TASK TO CARRY OUT -
Each line below that includes the word "Module" is to be reported.

Stored items -
--------------------

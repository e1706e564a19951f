//! Models Module - Data Structures & Configuration
//!
//! Types shared between the pipeline, providers and API layer, plus the
//! environment-driven configuration and the crate-wide error type.

pub mod config;
pub mod errors;
pub mod types;

pub use config::*;
pub use errors::*;
pub use types::*;
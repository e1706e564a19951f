//! Providers Module - External Service Clients
//!
//! Solana RPC, Jupiter swap API and OCR.space. Each implements one of the
//! core collaborator traits.

pub mod jupiter;
pub mod ocr;
pub mod solana;

pub use jupiter::JupiterDispatcher;
pub use ocr::OcrSpaceClient;
pub use solana::SolanaRpcClient;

--------------------

RESULT FOR THIS TASK -
//! Models Module - Data Structures & Configuration
//! Providers Module - External Service Clients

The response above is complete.